SUPPLIED DATA START
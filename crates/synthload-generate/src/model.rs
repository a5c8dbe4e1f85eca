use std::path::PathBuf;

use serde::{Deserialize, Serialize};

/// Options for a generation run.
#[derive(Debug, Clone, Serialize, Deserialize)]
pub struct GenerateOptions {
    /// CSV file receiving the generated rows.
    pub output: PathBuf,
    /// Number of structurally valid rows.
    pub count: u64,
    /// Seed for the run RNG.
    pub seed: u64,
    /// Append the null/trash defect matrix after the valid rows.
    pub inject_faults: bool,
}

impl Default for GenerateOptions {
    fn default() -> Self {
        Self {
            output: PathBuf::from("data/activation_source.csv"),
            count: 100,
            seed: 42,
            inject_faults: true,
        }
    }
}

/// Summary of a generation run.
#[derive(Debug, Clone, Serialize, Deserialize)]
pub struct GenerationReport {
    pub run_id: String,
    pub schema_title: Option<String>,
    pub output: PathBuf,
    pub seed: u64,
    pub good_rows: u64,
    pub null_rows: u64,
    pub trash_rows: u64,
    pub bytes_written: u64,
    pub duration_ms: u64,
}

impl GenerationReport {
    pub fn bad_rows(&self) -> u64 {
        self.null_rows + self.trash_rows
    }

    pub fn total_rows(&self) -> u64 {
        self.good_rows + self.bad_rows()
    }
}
SUPPLIED DATA END
SUPPLIED DATA START
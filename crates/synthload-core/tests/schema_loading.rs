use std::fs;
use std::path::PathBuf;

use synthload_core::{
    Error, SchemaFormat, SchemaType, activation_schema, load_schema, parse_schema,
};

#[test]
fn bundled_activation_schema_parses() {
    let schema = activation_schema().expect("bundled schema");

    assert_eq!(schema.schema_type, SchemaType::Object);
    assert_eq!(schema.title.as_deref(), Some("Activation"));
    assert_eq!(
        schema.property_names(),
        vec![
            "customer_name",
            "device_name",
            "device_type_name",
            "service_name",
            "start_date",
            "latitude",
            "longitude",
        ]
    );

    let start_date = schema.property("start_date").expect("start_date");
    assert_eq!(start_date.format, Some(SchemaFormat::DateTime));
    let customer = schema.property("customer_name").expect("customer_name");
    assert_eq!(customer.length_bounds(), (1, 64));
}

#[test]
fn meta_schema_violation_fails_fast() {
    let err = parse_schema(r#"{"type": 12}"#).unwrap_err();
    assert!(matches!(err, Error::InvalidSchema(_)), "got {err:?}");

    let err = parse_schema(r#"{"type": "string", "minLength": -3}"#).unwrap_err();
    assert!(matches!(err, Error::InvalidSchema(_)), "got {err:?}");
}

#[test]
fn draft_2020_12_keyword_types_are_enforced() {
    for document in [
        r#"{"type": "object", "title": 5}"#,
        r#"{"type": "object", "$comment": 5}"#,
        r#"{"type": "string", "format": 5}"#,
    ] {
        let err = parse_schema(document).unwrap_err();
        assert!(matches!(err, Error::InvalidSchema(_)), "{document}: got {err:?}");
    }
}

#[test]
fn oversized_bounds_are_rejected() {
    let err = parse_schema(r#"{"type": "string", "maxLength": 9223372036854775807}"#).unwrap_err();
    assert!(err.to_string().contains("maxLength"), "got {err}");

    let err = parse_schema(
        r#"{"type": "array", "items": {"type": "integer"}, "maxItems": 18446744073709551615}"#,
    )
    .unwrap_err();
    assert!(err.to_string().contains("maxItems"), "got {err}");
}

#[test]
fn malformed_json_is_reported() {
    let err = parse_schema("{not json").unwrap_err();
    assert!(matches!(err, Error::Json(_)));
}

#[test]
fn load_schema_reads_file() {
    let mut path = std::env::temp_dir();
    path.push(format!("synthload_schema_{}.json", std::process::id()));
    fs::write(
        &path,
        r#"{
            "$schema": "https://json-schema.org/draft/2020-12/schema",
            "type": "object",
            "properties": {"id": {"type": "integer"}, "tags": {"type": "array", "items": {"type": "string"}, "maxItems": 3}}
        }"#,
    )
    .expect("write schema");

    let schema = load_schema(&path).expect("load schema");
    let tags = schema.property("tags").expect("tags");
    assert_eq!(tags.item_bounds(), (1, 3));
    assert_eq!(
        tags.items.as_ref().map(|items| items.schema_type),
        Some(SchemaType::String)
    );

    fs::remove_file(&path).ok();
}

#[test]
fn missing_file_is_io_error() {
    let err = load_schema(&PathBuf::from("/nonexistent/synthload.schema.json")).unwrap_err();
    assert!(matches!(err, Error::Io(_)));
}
SUPPLIED DATA END
### TASK OBJECTIVE
Among the entries, how many lines include the word "crates"? Give only the number.

### REPLY TO THE TASK
2